Deborah Meadows and her husband Howie were first drawn to the Arts District in 2009. They were enamored with its vibrant art galleries, the creativity of its adaptive reuse buildings, and the melodies of live music echoing on 3rd Street. Now, 15 years later, Deborah is a prominent figure in the neighborhood’s cultural landscape. She has written over a dozen books of poetry and achieved emeritus status at Cal Poly Pomona.

As a resident, Deborah holds a deep appreciation for the history of the Arts District—her home— and its many layers. When she strolls the neighborhood, she enjoys its architectural heritage and the fossil-like remnants of bygone eras. Her admiration for the neighborhood is rooted in an embrace of the legacy of all the communities, people, and settlements that have come before her—the indigenous and early Pueblo settlements, later trains and orchards, the Bronzeville era, the Japanese-American community, and daring artists. 

“I enjoy the diversity and the claim that all of it matters,” she explains. “Here, there are no efforts to erase one group.”

More recently, Deborah is drawn in by Hauser & Wirth, The Box Gallery, and ICA LA, similar to the artistic spaces that first drew her in. Like all rich works of literature, Deborah’s writing is shaped by her surroundings. Many of her poems pull from a multitude of sources, often weaving across many disciplines from literary, philosophic, scientific, and visual arts. Her works are complex, timely, and easy to revisit.

To enter her work, it helps to know that it is in the avant-garde practice. Her new book Bumblebees is a testament to the mastery of her experimental style. Here is an excerpt:

Ant Hills

Our recent look at how humans inhabit time
disintegrates to images, smoke curling from chimneys,
idea of anteroom, practice of porch.

We drew a box to site windows.

We received no answer when hospitalized, no birthday
or grandkids.

Your face wiped off readily, your phone sends itself
a message, makes a demand, comes loose.

Here's a paper white narcissus you can't dance to, text as
texture, facture: defeated by a bug, late in the game.

What comes next?

Some used walks to resolve a mess by elimination
but when no one was there: caught on a cam,

uploaded hits, archived, retrieved, alienated, infested, nearly
extraterrestrial in its being, barely carbon-based.

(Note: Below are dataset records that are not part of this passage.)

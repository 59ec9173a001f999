//! Slack webhook notification channel.

use async_trait::async_trait;
use serde::Serialize;
use tracing::{debug, warn};

use crate::error::ChannelError;
use crate::events::{NotifyEvent, Severity};
use crate::NotifyChannel;

/// Environment variable for Slack webhook URL.
const ENV_SLACK_WEBHOOK_URL: &str = "SLACK_WEBHOOK_URL";

/// Slack webhook notification channel.
pub struct SlackChannel {
    webhook_url: Option<String>,
    client: reqwest::Client,
}

impl SlackChannel {
    /// Create a new Slack channel from environment variables.
    #[must_use]
    pub fn from_env() -> Self {
        let webhook_url = std::env::var(ENV_SLACK_WEBHOOK_URL).ok();

        if webhook_url.is_some() {
            debug!("Slack notifications enabled");
        } else {
            debug!("Slack notifications disabled (SLACK_WEBHOOK_URL not set)");
        }

        Self {
            webhook_url,
            client: reqwest::Client::new(),
        }
    }

    /// Create a Slack channel with a specific webhook URL.
    #[must_use]
    pub fn new(webhook_url: String) -> Self {
        Self {
            webhook_url: Some(webhook_url),
            client: reqwest::Client::new(),
        }
    }

    /// Format an event as a Slack webhook payload.
    fn format_payload(event: &NotifyEvent) -> SlackPayload {
        let color = match event.severity() {
            Severity::Info => "#3498db",     // Blue
            Severity::Warning => "#f39c12",  // Orange
            Severity::Critical => "#e74c3c", // Red
        };

        let fields = Self::format_fields(event)
            .into_iter()
            .map(|(title, value)| SlackField {
                title,
                value,
                short: true,
            })
            .collect();

        let attachment = SlackAttachment {
            fallback: event.title(),
            color: color.to_string(),
            pretext: if event.needs_human() {
                Some("Needs human review".to_string())
            } else {
                None
            },
            author_name: Some("mender".to_string()),
            title: event.title(),
            text: Self::format_description(event),
            fields,
            footer: Some(format!(
                "{} | {}",
                event.severity().as_str(),
                event.timestamp().format("%Y-%m-%d %H:%M:%S UTC")
            )),
            ts: Some(event.timestamp().timestamp()),
        };

        SlackPayload {
            attachments: vec![attachment],
        }
    }

    /// Format the description for an event.
    fn format_description(event: &NotifyEvent) -> String {
        match event {
            NotifyEvent::PipelineStarted {
                repo, workflow_name, ..
            } => {
                format!("Working a failing build from `{workflow_name}` on `{repo}`")
            }

            NotifyEvent::LowConfidenceEscalation { repo, confidence, .. } => {
                format!(
                    "Analysis confidence ({confidence:.2}) on `{repo}` was below the \
                     reproduction gate — escalated without attempting a fix"
                )
            }

            NotifyEvent::NotReproduced { repo, sha, .. } => {
                format!("Could not reproduce the reported failure on `{repo}` at `{sha}`")
            }

            NotifyEvent::FixLoopExhausted { repo, attempts, .. } => {
                format!("Exhausted {attempts} fix attempts on `{repo}` without a passing patch")
            }

            NotifyEvent::FixProposed {
                repo,
                pr_url,
                attempts,
                ..
            } => {
                format!("Opened {pr_url} on `{repo}` after {attempts} attempt(s)")
            }

            NotifyEvent::PipelineFailed { repo, error, .. } => {
                format!("Pipeline error on `{repo}`: {error}")
            }
        }
    }

    /// Format additional fields for an event.
    fn format_fields(event: &NotifyEvent) -> Vec<(String, String)> {
        match event {
            NotifyEvent::PipelineStarted {
                failure_id, repo, ..
            }
            | NotifyEvent::NotReproduced {
                failure_id, repo, ..
            }
            | NotifyEvent::PipelineFailed {
                failure_id, repo, ..
            } => vec![
                ("Failure ID".to_string(), failure_id.to_string()),
                ("Repository".to_string(), repo.clone()),
            ],

            NotifyEvent::LowConfidenceEscalation {
                failure_id,
                repo,
                issue_url,
                ..
            }
            | NotifyEvent::FixLoopExhausted {
                failure_id,
                repo,
                issue_url,
                ..
            } => vec![
                ("Failure ID".to_string(), failure_id.to_string()),
                ("Repository".to_string(), repo.clone()),
                ("Issue".to_string(), issue_url.clone()),
            ],

            NotifyEvent::FixProposed {
                failure_id,
                repo,
                pr_url,
                ..
            } => vec![
                ("Failure ID".to_string(), failure_id.to_string()),
                ("Repository".to_string(), repo.clone()),
                ("Pull Request".to_string(), pr_url.clone()),
            ],
        }
    }
}

#[async_trait]
impl NotifyChannel for SlackChannel {
    fn name(&self) -> &'static str {
        "slack"
    }

    fn enabled(&self) -> bool {
        self.webhook_url.is_some()
    }

    async fn send(&self, event: &NotifyEvent) -> Result<(), ChannelError> {
        let webhook_url = self
            .webhook_url
            .as_ref()
            .ok_or_else(|| ChannelError::NotConfigured("SLACK_WEBHOOK_URL".to_string()))?;

        let payload = Self::format_payload(event);

        debug!(channel = "slack", event_type = ?event.title(), "Sending notification");

        let response = self.client.post(webhook_url).json(&payload).send().await?;

        if response.status().is_success() {
            debug!(channel = "slack", "Notification sent successfully");
            Ok(())
        } else {
            let status = response.status();
            let body = response.text().await.unwrap_or_default();

            warn!(
                channel = "slack",
                status = %status,
                body = %body,
                "Slack webhook request failed"
            );

            Err(ChannelError::Other(format!(
                "Slack returned {status}: {body}"
            )))
        }
    }
}

// =============================================================================
// Slack API types
// =============================================================================

#[derive(Debug, Serialize)]
struct SlackPayload {
    attachments: Vec<SlackAttachment>,
}

#[derive(Debug, Serialize)]
struct SlackAttachment {
    fallback: String,
    color: String,
    #[serde(skip_serializing_if = "Option::is_none")]
    pretext: Option<String>,
    #[serde(skip_serializing_if = "Option::is_none")]
    author_name: Option<String>,
    title: String,
    text: String,
    #[serde(skip_serializing_if = "Vec::is_empty")]
    fields: Vec<SlackField>,
    #[serde(skip_serializing_if = "Option::is_none")]
    footer: Option<String>,
    #[serde(skip_serializing_if = "Option::is_none")]
    ts: Option<i64>,
}

#[derive(Debug, Serialize)]
struct SlackField {
    title: String,
    value: String,
    short: bool,
}

#[cfg(test)]
mod tests {
    use super::*;
    use chrono::Utc;

    #[test]
    fn escalations_carry_a_needs_human_pretext() {
        let event = NotifyEvent::LowConfidenceEscalation {
            failure_id: 3,
            repo: "acme/widgets".to_string(),
            confidence: 0.1,
            issue_url: "https://example.test/issues/3".to_string(),
            timestamp: Utc::now(),
        };
        let payload = SlackChannel::format_payload(&event);
        assert_eq!(
            payload.attachments[0].pretext.as_deref(),
            Some("Needs human review")
        );
    }

    #[test]
    fn fix_proposed_has_no_pretext() {
        let event = NotifyEvent::FixProposed {
            failure_id: 3,
            repo: "acme/widgets".to_string(),
            pr_url: "https://example.test/pull/3".to_string(),
            attempts: 1,
            timestamp: Utc::now(),
        };
        let payload = SlackChannel::format_payload(&event);
        assert!(payload.attachments[0].pretext.is_none());
    }
}
//! Notification channel implementations.

pub mod discord;
pub mod slack;

use async_trait::async_trait;

use crate::error::ChannelError;
use crate::events::NotifyEvent;

/// Trait for notification channels (Discord, Slack, etc.).
#[async_trait]
pub trait NotifyChannel: Send + Sync {
    /// Get the name of this channel.
    fn name(&self) -> &'static str;

    /// Check if this channel is enabled/configured.
    fn enabled(&self) -> bool;

    /// Send a notification event to this channel.
    async fn send(&self, event: &NotifyEvent) -> Result<(), ChannelError>;
}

Breathing is a way to tell, life support,
tree-respiration and out, so we play in cardboard boxes
appliances come in, visit structure in our mind.

A taller ant hill to snooze through mentally, a house
where we once lived, plans we drafted for one unbuilt
where we won't enjoy rooftop open-air.

Red without sheathing, hang it on the wall: totemic past,
a reduced ornament, our need for stairs, the concealed
page out back.

Letter came, no reply made sense, zipped shut. The way
out of the hive is not the way inside, stuck with oxbow
shape, makes no sense, jingled small change. Price

charged against us, scalloped by wind, patterned—
neither bomb blast nor sea breeze fenced
out Thor, his offspring, but pond-side:

egrets, twilight, diapers, diopter count, soft shoe,
do the whooping crane, moon walk, asemic writing

hardly stuff of family memories, emotive engines, cultured
story of belonging within those parameters.